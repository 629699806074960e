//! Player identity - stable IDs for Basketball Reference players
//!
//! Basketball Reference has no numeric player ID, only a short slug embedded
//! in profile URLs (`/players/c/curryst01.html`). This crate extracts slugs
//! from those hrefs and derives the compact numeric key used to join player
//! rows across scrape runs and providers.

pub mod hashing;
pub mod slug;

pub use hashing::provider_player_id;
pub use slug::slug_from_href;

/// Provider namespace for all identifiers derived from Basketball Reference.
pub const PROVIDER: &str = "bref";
# # # # #
## Work task
Transcribe the records above exactly, but only from the line that contains "pub mod slug;" through their final line, inclusive.

## Exercise output
pub mod slug;

pub use hashing::provider_player_id;
pub use slug::slug_from_href;

/// Provider namespace for all identifiers derived from Basketball Reference.
pub const PROVIDER: &str = "bref";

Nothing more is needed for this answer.